Saved entries
//! Per-file classification keys, resolved lazily.
//!
//! A [`FileDescriptor`] is what the walker hands out: a path plus a
//! metadata slot that is only filled the first time size or creation time is
//! asked for. Suffix classification never stats files it cannot bucket.

use crate::error::{SweepError, SweepResult};
use chrono::{DateTime, Local};
use serde::Serialize;
use std::cell::OnceCell;
use std::fs::{self, Metadata};
use std::io;
use std::path::{Path, PathBuf};
use std::time::SystemTime;

/// Reads a creation time out of file metadata.
pub type CreationTimeFn = fn(&Metadata) -> io::Result<SystemTime>;

/// The creation time the platform records, if it records one.
pub fn platform_creation_time(metadata: &Metadata) -> io::Result<SystemTime> {
    metadata.created()
}

/// One regular file as seen at stat time.
///
/// The file may be gone by the time it is acted upon.
#[derive(Debug, Clone, PartialEq, Eq, Serialize)]
pub struct FileRef {
    pub path: PathBuf,
    pub size: u64,
    /// Creation time, when the filesystem records one.
    pub created: Option<DateTime<Local>>,
}

impl FileRef {
    /// The final path component, or an empty string for odd paths.
    pub fn file_name(&self) -> String {
        self.path
            .file_name()
            .map(|n| n.to_string_lossy().into_owned())
            .unwrap_or_default()
    }
}

/// A walked file whose metadata is fetched on demand.
#[derive(Debug)]
pub struct FileDescriptor {
    path: PathBuf,
    is_symlink: bool,
    creation_time: CreationTimeFn,
    metadata: OnceCell<Metadata>,
}

impl FileDescriptor {
    pub fn new(path: impl Into<PathBuf>) -> Self {
        Self {
            path: path.into(),
            is_symlink: false,
            creation_time: platform_creation_time,
            metadata: OnceCell::new(),
        }
    }

    /// Marks the path as a symlink to a file.
    pub fn with_symlink(mut self, is_symlink: bool) -> Self {
        self.is_symlink = is_symlink;
        self
    }

    /// Reads creation times through `creation_time` instead of the platform.
    pub fn with_creation_time(mut self, creation_time: CreationTimeFn) -> Self {
        self.creation_time = creation_time;
        self
    }

    pub fn is_symlink(&self) -> bool {
        self.is_symlink
    }

    pub fn path(&self) -> &Path {
        &self.path
    }

    /// Lowercase extension without the leading dot; empty when there is none.
    pub fn extension(&self) -> String {
        self.path
            .extension()
            .map(|ext| ext.to_string_lossy().to_lowercase())
            .unwrap_or_default()
    }

    fn metadata(&self) -> io::Result<&Metadata> {
        if let Some(metadata) = self.metadata.get() {
            return Ok(metadata);
        }
        let metadata = fs::metadata(&self.path)?;
        Ok(self.metadata.get_or_init(|| metadata))
    }

    /// Size in bytes. Errors are raw so callers can tell races apart.
    pub fn size(&self) -> io::Result<u64> {
        self.metadata().map(Metadata::len)
    }

    /// Bytes freed by deleting this path: the link itself for symlinks,
    /// the file otherwise.
    pub fn own_size(&self) -> io::Result<u64> {
        if self.is_symlink {
            fs::symlink_metadata(&self.path).map(|m| m.len())
        } else {
            self.size()
        }
    }

    /// Creation time in local time.
    ///
    /// Fails with [`SweepError::UnsupportedMetadata`] when the platform or
    /// filesystem does not track creation times; no other timestamp is
    /// substituted.
    pub fn created(&self) -> SweepResult<DateTime<Local>> {
        let metadata = self
            .metadata()
            .map_err(|e| SweepError::io(&self.path, e))?;
        (self.creation_time)(metadata)
            .map(DateTime::<Local>::from)
            .map_err(|source| SweepError::UnsupportedMetadata {
                path: self.path.clone(),
                source,
            })
    }

    /// Builds a [`FileRef`] from the cached metadata, stating once if needed.
    pub fn to_file_ref(&self) -> io::Result<FileRef> {
        let metadata = self.metadata()?;
        Ok(FileRef {
            path: self.path.clone(),
            size: metadata.len(),
            created: (self.creation_time)(metadata).ok().map(DateTime::<Local>::from),
        })
    }
}

impl From<PathBuf> for FileDescriptor {
    fn from(path: PathBuf) -> Self {
        Self::new(path)
    }
}
//! Lazy traversal of the regular files below a root directory.

use crate::config::CompiledFilters;
use crate::error::{SweepError, SweepResult, is_transient};
use crate::file_descriptor::{CreationTimeFn, FileDescriptor, platform_creation_time};
use std::path::{Path, PathBuf};
use walkdir::{DirEntry, WalkDir};

/// Makes `root` absolute without resolving symlinks and checks that it is
/// a directory.
pub fn checked_root(root: &Path) -> SweepResult<PathBuf> {
    let absolute = std::path::absolute(root).map_err(|e| SweepError::io(root, e))?;
    if !absolute.is_dir() {
        return Err(SweepError::NotADirectory { path: absolute });
    }
    Ok(absolute)
}

/// Walks `root`, yielding its regular files.
///
/// Shallow walks only look at direct children. Entries are visited in file
/// name order so an unchanged tree always walks the same way.
///
/// # Errors
///
/// Fails with [`SweepError::NotADirectory`] before anything is read if
/// `root` is missing or not a directory.
pub fn walk(root: &Path, shallow: bool) -> SweepResult<FileWalk> {
    walk_filtered(root, shallow, CompiledFilters::allow_all())
}

/// Like [`walk`], hiding files rejected by `filters`.
pub fn walk_filtered(root: &Path, shallow: bool, filters: CompiledFilters) -> SweepResult<FileWalk> {
    let root = checked_root(root)?;

    let mut walker = WalkDir::new(&root)
        .min_depth(1)
        .follow_links(false)
        .sort_by_file_name();
    if shallow {
        walker = walker.max_depth(1);
    }

    Ok(FileWalk {
        root,
        entries: walker.into_iter(),
        filters,
        skipped_dirs: Vec::new(),
        creation_time: platform_creation_time,
        skipped: 0,
    })
}

/// Iterator over the files of one walk.
///
/// Races with other processes (an entry vanishing mid-walk) are logged and
/// counted in [`FileWalk::skipped`]; any other I/O error is yielded.
pub struct FileWalk {
    root: PathBuf,
    entries: walkdir::IntoIter,
    filters: CompiledFilters,
    skipped_dirs: Vec<PathBuf>,
    creation_time: CreationTimeFn,
    skipped: usize,
}

impl FileWalk {
    pub fn root(&self) -> &Path {
        &self.root
    }

    /// Leaves the subtree at `dir` out of the walk.
    pub fn skip_dir(mut self, dir: impl Into<PathBuf>) -> Self {
        self.skipped_dirs.push(dir.into());
        self
    }

    /// Hands out descriptors that read creation times through `creation_time`.
    pub fn with_creation_time(mut self, creation_time: CreationTimeFn) -> Self {
        self.creation_time = creation_time;
        self
    }

    /// Entries dropped so far because they vanished or changed type.
    pub fn skipped(&self) -> usize {
        self.skipped
    }

    fn is_regular_file(entry: &DirEntry) -> bool {
        let file_type = entry.file_type();
        if file_type.is_file() {
            return true;
        }
        // A symlink counts when its target is a regular file.
        file_type.is_symlink() && entry.path().is_file()
    }
}

impl Iterator for FileWalk {
    type Item = SweepResult<FileDescriptor>;

    fn next(&mut self) -> Option<Self::Item> {
        loop {
            let entry = match self.entries.next()? {
                Ok(entry) => entry,
                Err(err) => {
                    let path = err.path().map(Path::to_path_buf).unwrap_or_default();
                    match err.into_io_error() {
                        Some(io_err) if is_transient(&io_err) => {
                            tracing::debug!("Skipping vanished entry {}", path.display());
                            self.skipped += 1;
                            continue;
                        }
                        Some(io_err) => return Some(Err(SweepError::io(path, io_err))),
                        None => {
                            tracing::warn!("Skipping symlink loop at {}", path.display());
                            self.skipped += 1;
                            continue;
                        }
                    }
                }
            };

            if entry.file_type().is_dir() && self.skipped_dirs.iter().any(|d| d == entry.path()) {
                self.entries.skip_current_dir();
                continue;
            }

            if !Self::is_regular_file(&entry) {
                continue;
            }

            let relative = entry.path().strip_prefix(&self.root).unwrap_or(entry.path());
            if !self.filters.should_include(relative) {
                tracing::trace!("Filtered out {}", entry.path().display());
                continue;
            }

            let is_symlink = entry.file_type().is_symlink();
            return Some(Ok(FileDescriptor::new(entry.into_path())
                .with_symlink(is_symlink)
                .with_creation_time(self.creation_time)));
        }
    }
}

#[cfg(test)]
mod tests {
    use super::*;
    use crate::config::SweepConfig;
    use std::fs;
    use tempfile::TempDir;

    fn fixture() -> TempDir {
        let temp_dir = TempDir::new().expect("Failed to create temp directory");
        let root = temp_dir.path();
        fs::write(root.join("b.txt"), "b").unwrap();
        fs::write(root.join("a.pdf"), "a").unwrap();
        fs::create_dir_all(root.join("nested/deeper")).unwrap();
        fs::write(root.join("nested/c.jpg"), "c").unwrap();
        fs::write(root.join("nested/deeper/d.mp3"), "d").unwrap();
        fs::create_dir(root.join("empty")).unwrap();
        temp_dir
    }

    fn names(walk: FileWalk) -> Vec<String> {
        let root = walk.root().to_path_buf();
        walk.map(|d| {
            d.unwrap()
                .path()
                .strip_prefix(&root)
                .unwrap()
                .to_string_lossy()
                .into_owned()
        })
        .collect()
    }

    #[test]
    fn test_shallow_walk_yields_direct_files_only() {
        let temp_dir = fixture();
        let walk = walk(temp_dir.path(), true).unwrap();
        assert_eq!(names(walk), vec!["a.pdf", "b.txt"]);
    }

    #[test]
    fn test_deep_walk_is_sorted_and_skips_directories() {
        let temp_dir = fixture();
        let walk = walk(temp_dir.path(), false).unwrap();
        assert_eq!(
            names(walk),
            vec!["a.pdf", "b.txt", "nested/c.jpg", "nested/deeper/d.mp3"]
        );
    }

    #[test]
    fn test_walk_is_repeatable() {
        let temp_dir = fixture();
        let first = names(walk(temp_dir.path(), false).unwrap());
        let second = names(walk(temp_dir.path(), false).unwrap());
        assert_eq!(first, second);
    }

    #[test]
    fn test_missing_root_fails_up_front() {
        let temp_dir = TempDir::new().unwrap();
        let result = walk(&temp_dir.path().join("missing"), false);
        assert!(matches!(result, Err(SweepError::NotADirectory { .. })));
    }

    #[test]
    fn test_file_root_is_not_a_directory() {
        let temp_dir = fixture();
        let result = walk(&temp_dir.path().join("a.pdf"), true);
        assert!(matches!(result, Err(SweepError::NotADirectory { .. })));
    }

    #[test]
    fn test_filters_use_root_relative_paths() {
        let temp_dir = fixture();
        let filters = SweepConfig::from_toml("[filters.exclude]\npatterns = [\"nested/**\"]")
            .unwrap()
            .compile_filters()
            .unwrap();
        let walk = walk_filtered(temp_dir.path(), false, filters).unwrap();
        assert_eq!(names(walk), vec!["a.pdf", "b.txt"]);
    }

    #[test]
    fn test_skip_dir_hides_subtree() {
        let temp_dir = fixture();
        let root = std::path::absolute(temp_dir.path()).unwrap();
        let walk = walk(&root, false).unwrap().skip_dir(root.join("nested"));
        assert_eq!(names(walk), vec!["a.pdf", "b.txt"]);
    }

    #[cfg(unix)]
    #[test]
    fn test_symlinks_follow_platform_file_check() {
        let temp_dir = fixture();
        let root = temp_dir.path();
        std::os::unix::fs::symlink(root.join("a.pdf"), root.join("link.pdf")).unwrap();
        std::os::unix::fs::symlink(root.join("nested"), root.join("linkdir")).unwrap();

        let walk = walk(root, false).unwrap();
        let found = names(walk);
        assert!(found.contains(&"link.pdf".to_string()));
        assert!(!found.iter().any(|n| n.starts_with("linkdir")));
    }

    #[cfg(unix)]
    #[test]
    fn test_symlinked_files_are_marked() {
        let temp_dir = fixture();
        let root = temp_dir.path();
        std::os::unix::fs::symlink(root.join("a.pdf"), root.join("link.pdf")).unwrap();

        let links: Vec<(String, bool)> = walk(root, true)
            .unwrap()
            .map(|d| {
                let d = d.unwrap();
                (d.path().file_name().unwrap().to_string_lossy().into_owned(), d.is_symlink())
            })
            .collect();
        assert!(links.contains(&("link.pdf".to_string(), true)));
        assert!(links.contains(&("a.pdf".to_string(), false)));
    }
}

» Work to complete
All that is wanted is a faithful reproduction of the line above with "symlink loop at", the line with "if entry.file_type().is_dir() &&", and every line in between.

» Completed task
                            tracing::warn!("Skipping symlink loop at {}", path.display());
                            self.skipped += 1;
                            continue;
                        }
                    }
                }
            };

            if entry.file_type().is_dir() && self.skipped_dirs.iter().any(|d| d == entry.path()) {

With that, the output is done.